Perhaps the most persuasive argument for the Labour Theory of Value, taking money as a proxy for value, is that the price of an item falls when it stops being hand made and is instead made by a machine.

Paul Mason, in Postcapitalism, published in 2015, distinguishes between finished labour (for example a machine or software) and ongoing labour, the labour needed to produce the inputs to the finished labour or for its maintenance. His vision seems to be that the cost of ongoing and finished labour will tend to zero in the event of completed automation and make human labour unnecessary.

Of the essentials for survival: Food, clothing and housing, the cost of housing will not tend to zero because land is not being made any more. Yes, housing can expand upward, but the ongoing costs of maintenance also escalates – a lift in a 100 story building is not cheap. Nor are stair cleaners.

Mason seems, as do many left-wingers, to equate labour with physical labour, assuming anyone who has to work at a desk is not working, especially if they tap a keyboard. The number of people in physically demanding jobs who train to work at a desk job seems to make their claim false.

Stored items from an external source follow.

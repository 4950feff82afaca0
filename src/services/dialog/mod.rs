//! Dialog engine.
//!
//! ```text
//!   Event ──► SessionRegistry ──► SessionActor (one per session id)
//!                                      │
//!                                      ▼
//!                                DialogEngine::process_event
//!                                      │  load / expire / create session
//!                                      │  elect intent
//!                                      ▼
//!                     factory::build_queue(node, flow, phase)
//!                                      │
//!                                      ▼
//!        ┌──────────── InstructionProcessor ◄──────────────┐
//!        │ on-enter / on-receive ─► ActionStrategy          │
//!        │ transition ─► TransitionStrategy ─► FlowNavigator┘ (rebuild queue)
//!        │ wait ─► save session, return
//!        └ queue exhausted ─► end flow, save, return
//! ```

pub mod actor;
pub mod clock;
pub mod condition;
pub mod constants;
pub mod election;
pub mod engine;
pub mod expiry;
pub mod instruction;
pub mod navigator;
pub mod registry;
pub mod strategies;
pub mod trace;

pub use actor::{SessionActor, SessionCommand, SessionHandle};
pub use clock::{Clock, ManualClock, SystemClock};
pub use condition::{Condition, ConditionContext};
pub use election::{elect, Election};
pub use engine::{DialogEngine, ProcessingOutcome};
pub use expiry::{create_expiry, parse_duration};
pub use instruction::{Instruction, InstructionKind, InstructionQueue, ProcessingResult};
pub use navigator::{Destination, FlowNavigator};
pub use registry::SessionRegistry;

There are plenty of memes that claim a worker who makes £100 worth of good an hour should be paid £100 and that the employer ( or manager) should work for nothing. The number of workers who become self employed in order to get all the money made from selling their work, and then paying for the machinery, overheads, holidays and pensions, among other things would again seem to render this meme false, if not a deliberate hoax aimed at those who do not think.

Landlords

I have seen many posts attacking landlords as parasites living on the labour of others. Here in the UK landlords may either be large corporations or individuals who use the fruits of their labour to buy one or two houses which they rent out in order to supplement their pensions, the smallest in the developed world. There are also the De Facto landlords, the lenders who finance mortgages. Most complaints about landlords seem to have corporations in mind and focus on the worst landlords.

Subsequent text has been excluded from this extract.